Gijs Leenaars

Gijs Leenaars © Hans van der Woerd

As of the 2015/16 season Gijs Leenaars has taken up his post as new Principal Conductor and Artistic Director of Rundfunkchor Berlin.

Ever since he successfully cooperated with outstanding conductors such as Simon Rattle, Christian Thielemann, John Eliot Garniner and Yannick Nézet-Séguin.

In October 2017 he took over the musical direction for the genre crossing Concert performance “LUTHER dancing with the gods” with music by Bach, Nystedt and Reich in Berlins new Pierre Boulez Saal, the choir’s very first collaboration of Rundfunkchor Berlin with the renowned director Robert Wilson.

Moreover he directed a celebrated a capella programme in Autumn 2016 at the White Light Festival of the Lincoln Center for the Performing Arts in New York as well as the choirs first-ever Tour through South America to Brasil, Chile and Argentina with the Brahms and Mozart-Requiem as well as Beethoven’s Symphony No. 9.

Born in 1978 in Nijmegen, The Netherlands, Leenaars is regarded as one of the most exciting choral conductors of the younger generation. He studied the piano, choral and orchestral conducting as well as singing in Nijmegen and Amsterdam. Directly upon completing his studies he embarked on a collaboration with the Netherlands Radio Choir (Groot Omroepkoor) in Hilversum.

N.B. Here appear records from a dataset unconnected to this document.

//! Command-line interface definition.

use std::path::PathBuf;

use clap::{Parser, Subcommand};

use crate::render::OutputFormat;

/// freetime - find the slots where everyone is free
#[derive(Debug, Parser)]
#[command(name = "freetime")]
#[command(author, version, about, long_about = None)]
pub struct Cli {
    /// Path to configuration file
    #[arg(long, short, global = true, env = "FREETIME_CONFIG")]
    pub config: Option<PathBuf>,

    /// Path to the credential record
    #[arg(long, global = true, env = "FREETIME_CREDENTIAL")]
    pub credential: Option<PathBuf>,

    /// Enable debug output
    #[arg(long, short = 'v', global = true)]
    pub debug: bool,

    #[command(subcommand)]
    pub command: Command,
}

/// Available commands.
#[derive(Debug, Subcommand)]
pub enum Command {
    /// Show the intervals in which every attendee is free
    Free {
        /// Comma-separated attendees; bare names get the default domain
        #[arg(long, short, required = true)]
        attendees: Vec<String>,

        /// Whose calendar issues the availability request
        #[arg(long, short)]
        organizer: Option<String>,

        /// Window start, YYYY/MM/DD HH:MM (default: today 00:00)
        #[arg(long, short)]
        start: Option<String>,

        /// Window end, YYYY/MM/DD HH:MM (default: tomorrow 00:00)
        #[arg(long, short)]
        end: Option<String>,

        /// Slot length in minutes (must divide 60)
        #[arg(long)]
        slot: Option<u32>,

        /// Output format
        #[arg(long, short, value_enum, default_value_t)]
        format: OutputFormat,
    },

    /// Show a user's profile
    Me {
        /// User to look up
        #[arg(long, short, default_value = "me")]
        address: String,

        /// Output format
        #[arg(long, short, value_enum, default_value_t)]
        format: OutputFormat,
    },

    /// List people related to the signed-in user
    People {
        /// Only keep principal names ending with this suffix
        #[arg(long, short)]
        domain: Option<String>,

        /// Output format
        #[arg(long, short, value_enum, default_value_t)]
        format: OutputFormat,
    },

    /// List a user's events
    Events {
        /// User whose calendar to read
        #[arg(long, short, default_value = "me")]
        address: String,

        /// Window start, YYYY/MM/DD HH:MM (default: today 00:00)
        #[arg(long, short)]
        start: Option<String>,

        /// Window end, YYYY/MM/DD HH:MM (default: tomorrow 00:00)
        #[arg(long, short)]
        end: Option<String>,

        /// Show every column
        #[arg(long, short = 'D')]
        detail: bool,

        /// Output format
        #[arg(long, short, value_enum, default_value_t)]
        format: OutputFormat,
    },

    /// Write a fresh credential record
    Init {
        /// Access token
        #[arg(long, env = "FREETIME_ACCESS_TOKEN", hide_env_values = true)]
        access_token: String,

        /// Refresh token, needed to renew the access token
        #[arg(long, env = "FREETIME_REFRESH_TOKEN", hide_env_values = true)]
        refresh_token: Option<String>,

        /// OAuth client ID
        #[arg(long, env = "FREETIME_CLIENT_ID")]
        client_id: Option<String>,

        /// OAuth client secret
        #[arg(long, env = "FREETIME_CLIENT_SECRET", hide_env_values = true)]
        client_secret: Option<String>,

        /// Overwrite an existing record
        #[arg(long)]
        force: bool,
    },

    /// Configuration commands
    Config {
        #[command(subcommand)]
        action: ConfigAction,
    },
}

/// Configuration actions.
#[derive(Debug, Subcommand)]
pub enum ConfigAction {
    /// Dump current configuration
    Dump,

    /// Validate configuration
    Validate,

    /// Show configuration and credential paths
    Path,
}
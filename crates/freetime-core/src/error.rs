//! Error types for availability computations.

use thiserror::Error;

/// Result type for core availability operations.
pub type AvailabilityResult<T> = Result<T, AvailabilityError>;

/// Errors raised by the pure availability pipeline.
#[derive(Debug, Clone, PartialEq, Eq, Error)]
pub enum AvailabilityError {
    /// The caller supplied something that cannot be queried: an empty
    /// attendee set, a non-monotonic window or an unsupported slot length.
    #[error("invalid query: {message}")]
    InvalidQuery { message: String },

    /// The remote payload does not have the shape the query expects.
    #[error("malformed response: {message}")]
    MalformedResponse { message: String },
}

impl AvailabilityError {
    /// Creates an invalid query error.
    pub fn invalid_query(message: impl Into<String>) -> Self {
        Self::InvalidQuery {
            message: message.into(),
        }
    }

    /// Creates a malformed response error.
    pub fn malformed(message: impl Into<String>) -> Self {
        Self::MalformedResponse {
            message: message.into(),
        }
    }

    /// Returns the human-readable message without the category prefix.
    pub fn message(&self) -> &str {
        match self {
            Self::InvalidQuery { message } | Self::MalformedResponse { message } => message,
        }
    }
}
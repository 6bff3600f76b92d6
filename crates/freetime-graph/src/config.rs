//! Microsoft Graph connection settings.

use std::path::PathBuf;
use std::time::Duration;

use reqwest::header::HeaderValue;
use url::Url;

use crate::error::{GraphError, GraphResult};
use crate::request::prefer_header;

/// Settings shared by the token endpoint, the data endpoint and the
/// credential store.
#[derive(Debug, Clone)]
pub struct GraphConfig {
    /// Identity platform authority, without the tenant segment.
    pub authority: String,

    /// Root URL every data request path is joined onto.
    pub graph_root: String,

    /// Scopes sent with the refresh grant.
    pub scopes: Vec<String>,

    /// Timezone the service is asked to answer in
    /// (`Prefer: outlook.timezone`).
    pub timezone: String,

    /// Domain appended to bare attendee names.
    pub default_domain: Option<String>,

    /// Request timeout for both endpoints.
    pub timeout: Duration,

    /// Location of the credential record.
    pub credential_path: PathBuf,

    /// `$top` used for list queries.
    pub page_size: u32,
}

impl GraphConfig {
    /// Default identity authority.
    pub const DEFAULT_AUTHORITY: &'static str = "https://login.microsoftonline.com";

    /// Default Graph API root.
    pub const DEFAULT_GRAPH_ROOT: &'static str = "https://graph.microsoft.com/v1.0/";

    /// Scopes requested when none are configured.
    pub const DEFAULT_SCOPES: [&'static str; 6] = [
        "openid",
        "offline_access",
        "User.Read",
        "Calendars.Read",
        "Calendars.Read.Shared",
        "People.Read",
    ];

    /// Default response timezone.
    pub const DEFAULT_TIMEZONE: &'static str = "UTC";

    /// Default timeout in seconds.
    pub const DEFAULT_TIMEOUT_SECS: u64 = 30;

    /// The service returns ten items by default; ask for everything.
    pub const DEFAULT_PAGE_SIZE: u32 = 1500;

    /// Creates a configuration with every default applied.
    pub fn new() -> Self {
        Self {
            authority: Self::DEFAULT_AUTHORITY.to_string(),
            graph_root: Self::DEFAULT_GRAPH_ROOT.to_string(),
            scopes: Self::DEFAULT_SCOPES.iter().map(|s| s.to_string()).collect(),
            timezone: Self::DEFAULT_TIMEZONE.to_string(),
            default_domain: None,
            timeout: Duration::from_secs(Self::DEFAULT_TIMEOUT_SECS),
            credential_path: Self::default_credential_path(),
            page_size: Self::DEFAULT_PAGE_SIZE,
        }
    }

    /// Returns `$XDG_CONFIG_HOME/freetime/credential.json`.
    pub fn default_credential_path() -> PathBuf {
        dirs::config_dir()
            .unwrap_or_else(|| PathBuf::from("."))
            .join("freetime")
            .join("credential.json")
    }

    /// Sets the authority.
    pub fn with_authority(mut self, authority: impl Into<String>) -> Self {
        self.authority = authority.into();
        self
    }

    /// Sets the Graph root.
    pub fn with_graph_root(mut self, root: impl Into<String>) -> Self {
        self.graph_root = root.into();
        self
    }

    /// Sets the scopes.
    pub fn with_scopes(mut self, scopes: Vec<String>) -> Self {
        self.scopes = scopes;
        self
    }

    /// Sets the response timezone.
    pub fn with_timezone(mut self, timezone: impl Into<String>) -> Self {
        self.timezone = timezone.into();
        self
    }

    /// Sets the domain used to qualify bare attendee names.
    pub fn with_default_domain(mut self, domain: impl Into<String>) -> Self {
        self.default_domain = Some(domain.into());
        self
    }

    /// Sets the request timeout.
    pub fn with_timeout(mut self, timeout: Duration) -> Self {
        self.timeout = timeout;
        self
    }

    /// Sets the credential record location.
    pub fn with_credential_path(mut self, path: impl Into<PathBuf>) -> Self {
        self.credential_path = path.into();
        self
    }

    /// Sets the `$top` for list queries.
    pub fn with_page_size(mut self, page_size: u32) -> Self {
        self.page_size = page_size;
        self
    }

    /// Token endpoint for the refresh grant.
    pub fn token_url(&self) -> GraphResult<Url> {
        let authority = self.authority.trim_end_matches('/');
        let raw = format!("{}/common/oauth2/v2.0/token", authority);
        Url::parse(&raw).map_err(|e| {
            GraphError::configuration(format!("invalid authority '{}': {}", self.authority, e))
        })
    }

    /// Graph root with a guaranteed trailing slash, so relative paths join
    /// below the version segment instead of replacing it.
    pub fn graph_root_url(&self) -> GraphResult<Url> {
        let mut raw = self.graph_root.clone();
        if !raw.ends_with('/') {
            raw.push('/');
        }
        Url::parse(&raw).map_err(|e| {
            GraphError::configuration(format!("invalid graph root '{}': {}", self.graph_root, e))
        })
    }

    /// Space-joined scope list for the token request.
    pub fn scope_string(&self) -> String {
        self.scopes.join(" ")
    }

    /// Checks the settings before any request is built.
    pub fn validate(&self) -> GraphResult<()> {
        if self.scopes.iter().all(|s| s.trim().is_empty()) {
            return Err(GraphError::configuration("at least one scope is required"));
        }
        if self.timeout.is_zero() {
            return Err(GraphError::configuration("timeout must be greater than zero"));
        }
        if self.timezone.trim().is_empty() {
            return Err(GraphError::configuration("timezone must not be empty"));
        }
        if self.timezone.contains('"')
            || HeaderValue::from_str(&prefer_header(&self.timezone)).is_err()
        {
            return Err(GraphError::configuration(format!(
                "timezone {:?} cannot be sent in a request header",
                self.timezone
            )));
        }
        if self.page_size == 0 {
            return Err(GraphError::configuration("page_size must be greater than zero"));
        }
        self.token_url()?;
        self.graph_root_url()?;
        Ok(())
    }
}

impl Default for GraphConfig {
    fn default() -> Self {
        Self::new()
    }
}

From 2012 to 2015 he was the ensemble’s Principal Conductor, working with such leading conductors as Mariss Jansons, Nikolaus Harnoncourt, Bernard Haitink and Valery Gergiev. He is a regular guest conductor of the Collegium Vocale of Ghent, Cappella Amsterdam and Netherlands Chamber Choir
and has also conducted orchestras including the Netherlands Radio Philharmonic, Rotterdam Philharmonic, The Hague Philharmonic and Turin Philharmonic.

One of his special interests is contemporary music: Gijs Leenaars conducted the Dutch premiere of Wolfgang Rihm’s „Vigilia” and prepared the choral works of György Kurtág with the Netherlands Radio Choir for a complete recording under Reinbert de Leeuw. His strikingly imaginative programming brings together the classics of the choral repertoire with seldom performed works from all periods.